Please write out all of the entries without altering anything.

[Data items]
━━━━━━━━━━
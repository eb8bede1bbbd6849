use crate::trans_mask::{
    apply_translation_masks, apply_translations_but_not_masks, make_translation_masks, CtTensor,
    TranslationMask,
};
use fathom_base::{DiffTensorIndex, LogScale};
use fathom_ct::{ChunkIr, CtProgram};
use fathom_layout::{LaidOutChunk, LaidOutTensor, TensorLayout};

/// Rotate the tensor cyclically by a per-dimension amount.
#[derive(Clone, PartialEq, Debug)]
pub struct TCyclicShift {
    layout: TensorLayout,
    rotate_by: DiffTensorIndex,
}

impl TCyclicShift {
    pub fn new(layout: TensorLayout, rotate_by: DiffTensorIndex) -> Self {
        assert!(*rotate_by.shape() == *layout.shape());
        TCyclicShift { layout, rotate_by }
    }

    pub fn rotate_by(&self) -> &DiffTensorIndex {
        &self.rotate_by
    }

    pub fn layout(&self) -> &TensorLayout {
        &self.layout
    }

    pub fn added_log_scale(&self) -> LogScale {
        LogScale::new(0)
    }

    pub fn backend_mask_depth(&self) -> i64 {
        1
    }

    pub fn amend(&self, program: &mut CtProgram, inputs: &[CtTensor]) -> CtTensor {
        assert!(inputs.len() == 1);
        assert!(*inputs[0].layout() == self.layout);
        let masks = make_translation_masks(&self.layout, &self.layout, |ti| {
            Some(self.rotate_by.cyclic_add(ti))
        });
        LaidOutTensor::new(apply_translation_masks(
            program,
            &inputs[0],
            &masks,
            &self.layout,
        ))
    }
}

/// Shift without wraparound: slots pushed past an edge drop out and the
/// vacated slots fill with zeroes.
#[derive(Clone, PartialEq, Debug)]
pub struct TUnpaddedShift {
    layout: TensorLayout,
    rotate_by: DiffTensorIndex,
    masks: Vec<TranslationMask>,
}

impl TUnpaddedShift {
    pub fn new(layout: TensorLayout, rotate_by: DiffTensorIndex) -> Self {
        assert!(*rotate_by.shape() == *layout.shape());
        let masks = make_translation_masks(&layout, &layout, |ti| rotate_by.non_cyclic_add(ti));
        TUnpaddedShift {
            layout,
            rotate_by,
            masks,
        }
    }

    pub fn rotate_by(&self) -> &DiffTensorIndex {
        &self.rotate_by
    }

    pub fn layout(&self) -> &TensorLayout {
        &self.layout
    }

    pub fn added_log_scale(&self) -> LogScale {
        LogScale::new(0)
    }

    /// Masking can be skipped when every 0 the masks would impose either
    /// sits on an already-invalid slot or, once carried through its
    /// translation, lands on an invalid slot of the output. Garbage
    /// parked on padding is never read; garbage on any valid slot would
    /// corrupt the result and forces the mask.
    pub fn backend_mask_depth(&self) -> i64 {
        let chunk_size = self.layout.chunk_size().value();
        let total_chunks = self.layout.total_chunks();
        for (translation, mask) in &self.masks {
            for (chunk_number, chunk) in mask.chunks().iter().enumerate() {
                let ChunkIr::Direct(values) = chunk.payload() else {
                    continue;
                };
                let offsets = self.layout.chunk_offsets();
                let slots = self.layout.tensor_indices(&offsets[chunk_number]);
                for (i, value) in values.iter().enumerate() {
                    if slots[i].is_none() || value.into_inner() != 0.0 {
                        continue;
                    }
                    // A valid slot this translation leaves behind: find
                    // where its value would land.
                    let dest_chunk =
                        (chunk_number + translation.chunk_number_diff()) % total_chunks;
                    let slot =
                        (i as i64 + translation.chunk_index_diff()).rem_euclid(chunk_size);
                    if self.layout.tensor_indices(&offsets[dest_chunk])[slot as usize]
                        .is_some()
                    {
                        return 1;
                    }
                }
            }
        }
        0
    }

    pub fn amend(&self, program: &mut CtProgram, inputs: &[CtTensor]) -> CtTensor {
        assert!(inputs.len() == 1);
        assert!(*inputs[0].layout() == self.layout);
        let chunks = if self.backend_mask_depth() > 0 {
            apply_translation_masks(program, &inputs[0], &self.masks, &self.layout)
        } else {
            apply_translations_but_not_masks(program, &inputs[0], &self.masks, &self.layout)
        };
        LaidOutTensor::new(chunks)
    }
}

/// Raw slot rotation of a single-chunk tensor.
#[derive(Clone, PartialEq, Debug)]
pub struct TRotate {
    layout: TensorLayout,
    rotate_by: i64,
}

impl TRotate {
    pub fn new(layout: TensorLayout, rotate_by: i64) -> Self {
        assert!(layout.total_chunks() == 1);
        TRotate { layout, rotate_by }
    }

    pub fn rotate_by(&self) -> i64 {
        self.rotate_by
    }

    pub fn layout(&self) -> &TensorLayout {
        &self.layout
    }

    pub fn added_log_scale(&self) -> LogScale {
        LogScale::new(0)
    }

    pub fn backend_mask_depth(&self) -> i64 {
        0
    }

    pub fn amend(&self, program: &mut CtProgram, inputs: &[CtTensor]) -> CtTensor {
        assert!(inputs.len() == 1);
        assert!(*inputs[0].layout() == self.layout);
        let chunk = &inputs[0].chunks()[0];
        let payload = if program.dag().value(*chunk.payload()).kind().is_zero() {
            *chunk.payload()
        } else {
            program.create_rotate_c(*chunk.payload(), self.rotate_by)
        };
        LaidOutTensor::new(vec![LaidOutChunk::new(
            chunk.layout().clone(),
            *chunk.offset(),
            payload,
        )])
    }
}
━━━━━━━━━━
• Solution for this exercise
repository eb8bede1bbbd6849
use crate::trans_mask::{
    apply_translation_masks, apply_translations_but_not_masks, make_translation_masks, CtTensor,
    TranslationMask,
};
use fathom_base::{DiffTensorIndex, LogScale};
use fathom_ct::{ChunkIr, CtProgram};
use fathom_layout::{LaidOutChunk, LaidOutTensor, TensorLayout};

/// Rotate the tensor cyclically by a per-dimension amount.
#[derive(Clone, PartialEq, Debug)]
pub struct TCyclicShift {
    layout: TensorLayout,
    rotate_by: DiffTensorIndex,
}

impl TCyclicShift {
    pub fn new(layout: TensorLayout, rotate_by: DiffTensorIndex) -> Self {
        assert!(*rotate_by.shape() == *layout.shape());
        TCyclicShift { layout, rotate_by }
    }

    pub fn rotate_by(&self) -> &DiffTensorIndex {
        &self.rotate_by
    }

    pub fn layout(&self) -> &TensorLayout {
        &self.layout
    }

    pub fn added_log_scale(&self) -> LogScale {
        LogScale::new(0)
    }

    pub fn backend_mask_depth(&self) -> i64 {
        1
    }

    pub fn amend(&self, program: &mut CtProgram, inputs: &[CtTensor]) -> CtTensor {
        assert!(inputs.len() == 1);
        assert!(*inputs[0].layout() == self.layout);
        let masks = make_translation_masks(&self.layout, &self.layout, |ti| {
            Some(self.rotate_by.cyclic_add(ti))
        });
        LaidOutTensor::new(apply_translation_masks(
            program,
            &inputs[0],
            &masks,
            &self.layout,
        ))
    }
}

/// Shift without wraparound: slots pushed past an edge drop out and the
/// vacated slots fill with zeroes.
#[derive(Clone, PartialEq, Debug)]
pub struct TUnpaddedShift {
    layout: TensorLayout,
    rotate_by: DiffTensorIndex,
    masks: Vec<TranslationMask>,
}

impl TUnpaddedShift {
    pub fn new(layout: TensorLayout, rotate_by: DiffTensorIndex) -> Self {
        assert!(*rotate_by.shape() == *layout.shape());
        let masks = make_translation_masks(&layout, &layout, |ti| rotate_by.non_cyclic_add(ti));
        TUnpaddedShift {
            layout,
            rotate_by,
            masks,
        }
    }

    pub fn rotate_by(&self) -> &DiffTensorIndex {
        &self.rotate_by
    }

    pub fn layout(&self) -> &TensorLayout {
        &self.layout
    }

    pub fn added_log_scale(&self) -> LogScale {
        LogScale::new(0)
    }

    /// Masking can be skipped when every 0 the masks would impose either
    /// sits on an already-invalid slot or, once carried through its
    /// translation, lands on an invalid slot of the output. Garbage
    /// parked on padding is never read; garbage on any valid slot would
    /// corrupt the result and forces the mask.
    pub fn backend_mask_depth(&self) -> i64 {
        let chunk_size = self.layout.chunk_size().value();
        let total_chunks = self.layout.total_chunks();
        for (translation, mask) in &self.masks {
            for (chunk_number, chunk) in mask.chunks().iter().enumerate() {
                let ChunkIr::Direct(values) = chunk.payload() else {
                    continue;
                };
                let offsets = self.layout.chunk_offsets();
                let slots = self.layout.tensor_indices(&offsets[chunk_number]);
                for (i, value) in values.iter().enumerate() {
                    if slots[i].is_none() || value.into_inner() != 0.0 {
                        continue;
                    }
                    // A valid slot this translation leaves behind: find
                    // where its value would land.
                    let dest_chunk =
                        (chunk_number + translation.chunk_number_diff()) % total_chunks;
                    let slot =
                        (i as i64 + translation.chunk_index_diff()).rem_euclid(chunk_size);
                    if self.layout.tensor_indices(&offsets[dest_chunk])[slot as usize]
                        .is_some()
                    {
                        return 1;
                    }
                }
            }
        }
        0
    }

    pub fn amend(&self, program: &mut CtProgram, inputs: &[CtTensor]) -> CtTensor {
        assert!(inputs.len() == 1);
        assert!(*inputs[0].layout() == self.layout);
        let chunks = if self.backend_mask_depth() > 0 {
            apply_translation_masks(program, &inputs[0], &self.masks, &self.layout)
        } else {
            apply_translations_but_not_masks(program, &inputs[0], &self.masks, &self.layout)
        };
        LaidOutTensor::new(chunks)
    }
}

/// Raw slot rotation of a single-chunk tensor.
#[derive(Clone, PartialEq, Debug)]
pub struct TRotate {
    layout: TensorLayout,
    rotate_by: i64,
}

impl TRotate {
    pub fn new(layout: TensorLayout, rotate_by: i64) -> Self {
        assert!(layout.total_chunks() == 1);
        TRotate { layout, rotate_by }
    }

    pub fn rotate_by(&self) -> i64 {
        self.rotate_by
    }

    pub fn layout(&self) -> &TensorLayout {
        &self.layout
    }

    pub fn added_log_scale(&self) -> LogScale {
        LogScale::new(0)
    }

    pub fn backend_mask_depth(&self) -> i64 {
        0
    }

    pub fn amend(&self, program: &mut CtProgram, inputs: &[CtTensor]) -> CtTensor {
        assert!(inputs.len() == 1);
        assert!(*inputs[0].layout() == self.layout);
        let chunk = &inputs[0].chunks()[0];
        let payload = if program.dag().value(*chunk.payload()).kind().is_zero() {
            *chunk.payload()
        } else {
            program.create_rotate_c(*chunk.payload(), self.rotate_by)
        };
        LaidOutTensor::new(vec![LaidOutChunk::new(
            chunk.layout().clone(),
            *chunk.offset(),
            payload,
        )])
    }
}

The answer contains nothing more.